5 Tips For Real Estate Crowdfunding

5 Tips For Real Estate Crowdfunding

5 Tips for Real Estate Crowdfunding

Potential investors should be careful with this emerging option.

By Jeff Brown, Contributor | June 14, 2017, at 9:26 a.m.

MORE 5 Tips for Real Estate Crowdfunding  
Backlit apartment building against dramatic sky

Before you jump into an investment on a sleek new apartment building, make sure you know your partners. (GETTY IMAGES)

To invest in real estate, you can do it the old-fashioned way, buying a property with a loan or cash, then collecting rent or fixing it up to sell. Or you could invest in a real estate investment trust, a kind of fund that buys residential, commercial or industrial properties.

Or you could do it the 21st century way, with a real estate crowdfunding company, which pools investors' funds to make loans to home flippers or to buy residential and commercial properties. Interest and rent earned on those deals is passed back to those who supplied the money.

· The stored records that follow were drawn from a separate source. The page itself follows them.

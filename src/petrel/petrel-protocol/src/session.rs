/*
 * Petrel mail transfer engine
 * Copyright (C) 2024 the Petrel developers
 *
 * This program is free software: you can redistribute it and/or modify it under
 * the terms of the GNU General Public License as published by the Free Software
 * Foundation, either version 3 of the License, or any later version.
 *
 * This program is distributed in the hope that it will be useful, but WITHOUT
 * ANY WARRANTY; without even the implied warranty of MERCHANTABILITY or FITNESS
 * FOR A PARTICULAR PURPOSE.  See the GNU General Public License for more details.
 *
 * You should have received a copy of the GNU General Public License along with
 * this program. If not, see https://www.gnu.org/licenses/.
 *
*/

use crate::{lmtp::StatusCollector, ConnectionKind, Error};
use petrel_common::{
    auth::Mechanism,
    options::{MailOptions, RcptOptions},
    Address, EnhancedCode, ReversePath, SmtpError,
};

/// Facts about an accepted connection, handed to the backend when it builds
/// a session.
#[derive(Debug, Clone)]
#[non_exhaustive]
pub struct ConnectionInfo {
    /// Peer address of the connection.
    pub client_addr: std::net::SocketAddr,
    /// Address of the listener which accepted the connection.
    pub server_addr: std::net::SocketAddr,
    /// SMTP or LMTP.
    pub kind: ConnectionKind,
    /// Instant when the connection was accepted.
    pub timestamp: time::OffsetDateTime,
    /// Universal unique identifier of the connection.
    pub uuid: uuid::Uuid,
    /// Has TLS been negotiated ?
    pub tls: bool,
}

impl ConnectionInfo {
    /// Describe a freshly accepted plaintext connection.
    #[must_use]
    #[inline]
    pub fn new(
        client_addr: std::net::SocketAddr,
        server_addr: std::net::SocketAddr,
        kind: ConnectionKind,
    ) -> Self {
        Self {
            client_addr,
            server_addr,
            kind,
            timestamp: time::OffsetDateTime::now_utc(),
            uuid: uuid::Uuid::new_v4(),
            tls: false,
        }
    }
}

/// One step of a server-side SASL exchange.
#[derive(Debug, Clone, PartialEq, Eq)]
#[allow(clippy::exhaustive_enums)]
pub enum SaslStep {
    /// Send this challenge (it will be base64-encoded on the wire) and wait
    /// for the client's response.
    Challenge(Vec<u8>),
    /// The exchange succeeded.
    Done,
}

/// A pluggable server-side SASL mechanism state machine.
///
/// The engine owns the wire framing (`334` challenges, base64, `*`
/// cancellation); implementations only see decoded buffers.
pub trait SaslServer: Send {
    /// Drive one round. `response` is `None` on the first round when the
    /// client supplied no initial response.
    ///
    /// # Errors
    ///
    /// * authentication failed; the error is sent verbatim
    fn next(&mut self, response: Option<&[u8]>) -> Result<SaslStep, SmtpError>;
}

/// The application behind the engine: builds one [`Session`] per accepted
/// connection.
#[async_trait::async_trait]
pub trait Backend: Send + Sync {
    /// Per-connection state.
    type Session: Session;

    /// Called once the client has introduced itself.
    ///
    /// # Errors
    ///
    /// * refuse the connection; the error is sent as the hello reply
    async fn new_session(&self, connection: &ConnectionInfo)
        -> Result<Self::Session, SmtpError>;
}

/// Per-connection application state, driven by the receiver.
///
/// Envelope callbacks reply `250` on `Ok(())` and put the returned
/// [`SmtpError`] on the wire verbatim otherwise. A panic anywhere in the
/// session is caught, answered with `421 4.0.0` and closes the connection.
#[async_trait::async_trait]
pub trait Session: Send {
    /// Mechanisms to advertise on the `AUTH` capability line. Empty list:
    /// no AUTH capability.
    fn auth_mechanisms(&self) -> Vec<Mechanism> {
        Vec::new()
    }

    /// Start a SASL exchange for one of the advertised mechanisms.
    ///
    /// # Errors
    ///
    /// * the mechanism is not supported; sent verbatim
    fn auth(&mut self, mechanism: &Mechanism) -> Result<Box<dyn SaslServer>, SmtpError> {
        Err(SmtpError::with_enhanced(
            504,
            EnhancedCode(5, 5, 4),
            format!("Mechanism {mechanism} is not supported"),
        ))
    }

    /// `MAIL FROM`, opening a transaction.
    async fn mail(&mut self, from: &ReversePath, opts: &MailOptions) -> Result<(), SmtpError>;

    /// `RCPT TO`, one call per recipient, in wire order.
    async fn rcpt(&mut self, to: &Address, opts: &RcptOptions) -> Result<(), SmtpError>;

    /// Consume the message body.
    ///
    /// `body` yields raw body fragments: dot-unstuffed CRLF lines for DATA,
    /// byte blocks for BDAT. An `Err` item means the transfer failed
    /// mid-stream (size limit, RSET, connection loss); the session should
    /// give up and return an error; [`Error::to_smtp_error`] provides the
    /// canonical mapping. Returning before the stream is exhausted is fine,
    /// the receiver drains the wire.
    async fn data<S>(&mut self, body: S) -> Result<(), SmtpError>
    where
        S: tokio_stream::Stream<Item = Result<Vec<u8>, Error>> + Send + Unpin;

    /// LMTP body consumption with per-recipient verdicts.
    ///
    /// Implementations report each recipient through `status`; anything left
    /// unset when this returns is filled with the overall result. The
    /// default implementation fans the single [`Session::data`] result out
    /// to every recipient.
    async fn data_lmtp<S>(
        &mut self,
        body: S,
        status: &mut StatusCollector,
    ) -> Result<(), SmtpError>
    where
        S: tokio_stream::Stream<Item = Result<Vec<u8>, Error>> + Send + Unpin,
    {
        let result = self.data(body).await;
        status.fill_remaining(&result);
        result
    }

    /// `RSET`, or an implicit abort (re-hello, STARTTLS): forget any
    /// transaction in progress.
    async fn reset(&mut self);

    /// The connection is going away.
    async fn logout(&mut self);
}
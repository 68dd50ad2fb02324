/*
 * Petrel mail transfer engine
 * Copyright (C) 2024 the Petrel developers
 *
 * This program is free software: you can redistribute it and/or modify it under
 * the terms of the GNU General Public License as published by the Free Software
 * Foundation, either version 3 of the License, or any later version.
 *
 * This program is distributed in the hope that it will be useful, but WITHOUT
 * ANY WARRANTY; without even the implied warranty of MERCHANTABILITY or FITNESS
 * FOR A PARTICULAR PURPOSE.  See the GNU General Public License for more details.
 *
 * You should have received a copy of the GNU General Public License along with
 * this program. If not, see https://www.gnu.org/licenses/.
 *
*/

use crate::ParseArgsError;
use petrel_common::{
    auth::Mechanism,
    options::{
        parse_rrvs, DeliverBy, DsnReturn, InvalidParameter, MailOptions, MtPriority, NotifyOn,
        OriginalRecipient, RcptOptions,
    },
    parser, types::ClientName, Address, Domain, ReversePath,
};

macro_rules! strip_suffix_crlf {
    ($v:expr) => {
        $v.0.strip_suffix(b"\r\n")
            .ok_or(ParseArgsError::InvalidArgs)?
    };
}

/// Buffer received from the client, CRLF included.
#[derive(Debug, Clone, PartialEq, Eq)]
#[non_exhaustive]
pub struct UnparsedArgs(pub Vec<u8>);

/// A dispatched command: its verb and the bytes that followed it.
pub type Command<Verb, Args> = (Verb, Args);

/// One TCP window worth of pipelined commands.
pub type Batch = Vec<Command<Verb, UnparsedArgs>>;

/// SMTP command verbs, matched case-insensitively on the first token of a
/// line. The `FROM:` / `TO:` argument prefixes are handled by the argument
/// parsers, also case-insensitively.
#[derive(
    Debug, Copy, Clone, PartialEq, Eq, strum::AsRefStr, strum::EnumString, strum::Display,
)]
#[strum(ascii_case_insensitive)]
#[non_exhaustive]
pub enum Verb {
    /// Historical hello; disables every extension.
    #[strum(serialize = "HELO")]
    Helo,
    /// Extended hello, answered with the capability list.
    #[strum(serialize = "EHLO")]
    Ehlo,
    /// The LMTP hello, RFC 2033. Mandatory (and only valid) in LMTP mode.
    #[strum(serialize = "LHLO")]
    Lhlo,
    /// Opens a mail transaction.
    #[strum(serialize = "MAIL")]
    Mail,
    /// Adds one recipient to the transaction.
    #[strum(serialize = "RCPT")]
    Rcpt,
    /// Starts the dot-stuffed message transfer.
    #[strum(serialize = "DATA")]
    Data,
    /// Transfers one binary chunk, RFC 3030.
    #[strum(serialize = "BDAT")]
    Bdat,
    /// Aborts the current transaction.
    #[strum(serialize = "RSET")]
    Rset,
    /// Does nothing.
    #[strum(serialize = "NOOP")]
    Noop,
    /// Mailbox verification; always answered `252`.
    #[strum(serialize = "VRFY")]
    Vrfy,
    /// SASL authentication, RFC 4954.
    #[strum(serialize = "AUTH")]
    Auth,
    /// TLS negotiation, RFC 3207.
    #[strum(serialize = "STARTTLS")]
    StartTls,
    /// Closes the connection after a `221`.
    #[strum(serialize = "QUIT")]
    Quit,
    /// Commands of RFC 5321 the engine deliberately refuses.
    #[strum(
        serialize = "SEND",
        serialize = "SOML",
        serialize = "SAML",
        serialize = "EXPN",
        serialize = "HELP",
        serialize = "TURN"
    )]
    Unsupported,
    /// Anything else.
    #[strum(disabled)]
    Unknown,
}
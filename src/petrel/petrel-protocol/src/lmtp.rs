/*
 * Petrel mail transfer engine
 * Copyright (C) 2024 the Petrel developers
 *
 * This program is free software: you can redistribute it and/or modify it under
 * the terms of the GNU General Public License as published by the Free Software
 * Foundation, either version 3 of the License, or any later version.
 *
 * This program is distributed in the hope that it will be useful, but WITHOUT
 * ANY WARRANTY; without even the implied warranty of MERCHANTABILITY or FITNESS
 * FOR A PARTICULAR PURPOSE.  See the GNU General Public License for more details.
 *
 * You should have received a copy of the GNU General Public License along with
 * this program. If not, see https://www.gnu.org/licenses/.
 *
*/

use petrel_common::{Address, SmtpError};

/// Delivery verdict for one recipient.
pub type DeliveryStatus = Result<(), SmtpError>;

/// Collects per-recipient delivery verdicts during an LMTP body transfer.
///
/// Built from the ordered recipient list (duplicates allowed); each
/// occurrence owns one slot. The receiver consumes the slots in insertion
/// order and turns each into exactly one wire reply, as soon as it is
/// filled.
pub struct StatusCollector {
    // per distinct recipient, the unfilled slot senders, front first
    pending: Vec<(Address, std::collections::VecDeque<tokio::sync::oneshot::Sender<DeliveryStatus>>)>,
}

/// Consumer half: one receiver per recipient occurrence, in wire order.
pub(crate) struct StatusSlots {
    pub(crate) slots: Vec<(Address, tokio::sync::oneshot::Receiver<DeliveryStatus>)>,
}

impl StatusCollector {
    /// Split the ordered recipient list into the collector handed to the
    /// backend and the reply slots kept by the receiver.
    pub(crate) fn new(recipients: &[Address]) -> (Self, StatusSlots) {
        let mut pending: Vec<(Address, std::collections::VecDeque<_>)> = Vec::new();
        let mut slots = Vec::with_capacity(recipients.len());

        for rcpt in recipients {
            let (tx, rx) = tokio::sync::oneshot::channel();
            slots.push((rcpt.clone(), rx));
            match pending.iter_mut().find(|(known, _)| known == rcpt) {
                Some((_, queue)) => queue.push_back(tx),
                None => {
                    let mut queue = std::collections::VecDeque::with_capacity(1);
                    queue.push_back(tx);
                    pending.push((rcpt.clone(), queue));
                }
            }
        }
        (Self { pending }, StatusSlots { slots })
    }

    /// Report the verdict for the next unfilled occurrence of `rcpt`.
    ///
    /// # Panics
    ///
    /// * `rcpt` is not in the recipient list
    /// * called more often for `rcpt` than it occurred
    #[allow(clippy::panic)]
    #[inline]
    pub fn set_status(&mut self, rcpt: &Address, status: DeliveryStatus) {
        let Some((_, queue)) = self.pending.iter_mut().find(|(known, _)| known == rcpt) else {
            panic!("set_status called for unknown recipient <{rcpt}>");
        };
        let Some(slot) = queue.pop_front() else {
            panic!("set_status called more than once per occurrence of <{rcpt}>");
        };
        // the consumer only goes away with the connection
        let _lost = slot.send(status);
    }

    /// Write `status` into every slot that is still unfilled. Called by the
    /// receiver after the backend returns (panics included) so that every
    /// recipient gets its reply.
    #[inline]
    pub fn fill_remaining(&mut self, status: &DeliveryStatus) {
        for (_, queue) in &mut self.pending {
            while let Some(slot) = queue.pop_front() {
                let _lost = slot.send(status.clone());
            }
        }
    }

    /// Number of slots not yet filled.
    #[must_use]
    #[inline]
    pub fn remaining(&self) -> usize {
        self.pending.iter().map(|(_, queue)| queue.len()).sum()
    }
}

It's an alternative to lending directly to an individual or small firm, with the crowdfunding site doing most of the work, checking out the borrower and judging the loan's risk – and chasing the borrower for payments if necessary. And it's different from a REIT, where decisions are left to the fund manager. With crowdfunding you decide which properties or loans should go into your portfolio.

[See: 16 Things Investors Should Know About Crowdfunding.]

Industry insiders say investors can expect annual returns of 8 to 12 percent, but critics warn of high risks as some firms may cut corners in their scramble for market share.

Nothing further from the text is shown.